*** Input records ***

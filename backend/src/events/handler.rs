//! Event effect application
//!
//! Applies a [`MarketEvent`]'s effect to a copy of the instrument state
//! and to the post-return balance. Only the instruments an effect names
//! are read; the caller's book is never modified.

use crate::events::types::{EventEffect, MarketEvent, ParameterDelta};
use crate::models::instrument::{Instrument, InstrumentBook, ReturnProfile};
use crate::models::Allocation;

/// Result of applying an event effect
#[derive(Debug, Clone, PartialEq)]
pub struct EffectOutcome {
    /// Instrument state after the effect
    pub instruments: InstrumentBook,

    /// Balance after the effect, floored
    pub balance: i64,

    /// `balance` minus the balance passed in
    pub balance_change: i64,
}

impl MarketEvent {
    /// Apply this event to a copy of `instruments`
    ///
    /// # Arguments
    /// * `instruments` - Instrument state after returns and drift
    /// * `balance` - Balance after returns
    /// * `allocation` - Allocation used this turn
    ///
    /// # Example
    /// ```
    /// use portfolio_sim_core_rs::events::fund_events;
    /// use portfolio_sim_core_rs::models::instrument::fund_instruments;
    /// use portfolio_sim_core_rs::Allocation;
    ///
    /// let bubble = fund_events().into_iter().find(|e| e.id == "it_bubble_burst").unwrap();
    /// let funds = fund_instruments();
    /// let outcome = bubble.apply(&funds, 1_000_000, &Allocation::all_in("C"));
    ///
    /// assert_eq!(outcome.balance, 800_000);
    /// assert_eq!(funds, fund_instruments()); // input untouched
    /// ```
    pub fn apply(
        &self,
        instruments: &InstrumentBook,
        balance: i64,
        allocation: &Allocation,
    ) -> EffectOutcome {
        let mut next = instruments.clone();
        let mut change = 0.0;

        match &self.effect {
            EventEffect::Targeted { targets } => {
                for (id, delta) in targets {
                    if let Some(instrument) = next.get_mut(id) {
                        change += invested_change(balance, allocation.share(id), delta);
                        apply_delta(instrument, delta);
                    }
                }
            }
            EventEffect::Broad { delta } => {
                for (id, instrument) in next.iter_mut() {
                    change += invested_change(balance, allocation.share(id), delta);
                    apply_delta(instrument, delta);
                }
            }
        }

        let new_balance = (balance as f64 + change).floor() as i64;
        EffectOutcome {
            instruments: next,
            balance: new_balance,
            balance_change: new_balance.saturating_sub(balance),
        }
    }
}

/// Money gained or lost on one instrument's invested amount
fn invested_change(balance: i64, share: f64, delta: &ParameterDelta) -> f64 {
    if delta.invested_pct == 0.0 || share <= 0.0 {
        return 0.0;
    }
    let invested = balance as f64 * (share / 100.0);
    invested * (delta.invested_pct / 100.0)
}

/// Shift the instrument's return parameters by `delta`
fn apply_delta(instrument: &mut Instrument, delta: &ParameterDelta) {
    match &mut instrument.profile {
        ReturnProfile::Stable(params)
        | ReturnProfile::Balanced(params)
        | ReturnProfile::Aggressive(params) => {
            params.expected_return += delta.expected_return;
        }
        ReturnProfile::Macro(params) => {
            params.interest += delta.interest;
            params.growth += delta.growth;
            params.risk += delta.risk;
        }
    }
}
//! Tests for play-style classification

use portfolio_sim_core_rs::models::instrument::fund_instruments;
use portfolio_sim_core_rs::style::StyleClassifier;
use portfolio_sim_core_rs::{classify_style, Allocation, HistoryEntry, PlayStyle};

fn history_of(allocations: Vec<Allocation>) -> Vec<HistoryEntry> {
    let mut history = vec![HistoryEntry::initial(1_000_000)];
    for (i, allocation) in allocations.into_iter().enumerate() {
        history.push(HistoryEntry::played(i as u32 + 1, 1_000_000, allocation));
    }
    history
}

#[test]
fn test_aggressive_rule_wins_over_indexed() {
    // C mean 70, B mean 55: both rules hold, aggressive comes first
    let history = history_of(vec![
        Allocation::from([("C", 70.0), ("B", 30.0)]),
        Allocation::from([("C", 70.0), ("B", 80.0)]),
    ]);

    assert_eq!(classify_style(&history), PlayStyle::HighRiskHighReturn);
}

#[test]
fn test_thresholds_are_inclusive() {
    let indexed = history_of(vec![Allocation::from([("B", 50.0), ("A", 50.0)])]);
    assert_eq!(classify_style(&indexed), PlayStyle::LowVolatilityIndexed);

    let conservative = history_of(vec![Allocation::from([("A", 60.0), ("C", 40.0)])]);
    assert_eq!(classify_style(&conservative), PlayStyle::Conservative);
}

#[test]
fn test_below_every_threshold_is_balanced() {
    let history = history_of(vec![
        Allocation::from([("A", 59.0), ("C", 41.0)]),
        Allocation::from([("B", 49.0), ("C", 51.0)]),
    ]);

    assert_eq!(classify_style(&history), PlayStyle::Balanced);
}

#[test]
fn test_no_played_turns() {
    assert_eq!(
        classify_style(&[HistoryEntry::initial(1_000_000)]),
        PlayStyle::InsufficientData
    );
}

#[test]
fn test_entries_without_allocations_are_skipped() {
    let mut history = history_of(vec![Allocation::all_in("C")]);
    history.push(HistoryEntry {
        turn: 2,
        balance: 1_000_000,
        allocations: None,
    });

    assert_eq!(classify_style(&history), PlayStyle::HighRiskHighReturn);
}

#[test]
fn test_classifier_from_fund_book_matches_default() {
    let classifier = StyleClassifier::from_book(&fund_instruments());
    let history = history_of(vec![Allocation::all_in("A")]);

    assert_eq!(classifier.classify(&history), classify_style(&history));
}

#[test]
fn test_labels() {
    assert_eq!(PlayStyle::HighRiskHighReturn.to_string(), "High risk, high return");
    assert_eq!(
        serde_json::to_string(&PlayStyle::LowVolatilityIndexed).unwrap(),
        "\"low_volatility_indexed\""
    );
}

*** End of Input records ***

> _Work to complete_
Say how many lines of the material contain the word "state". Add nothing to the number.

> _Reply to the task_
3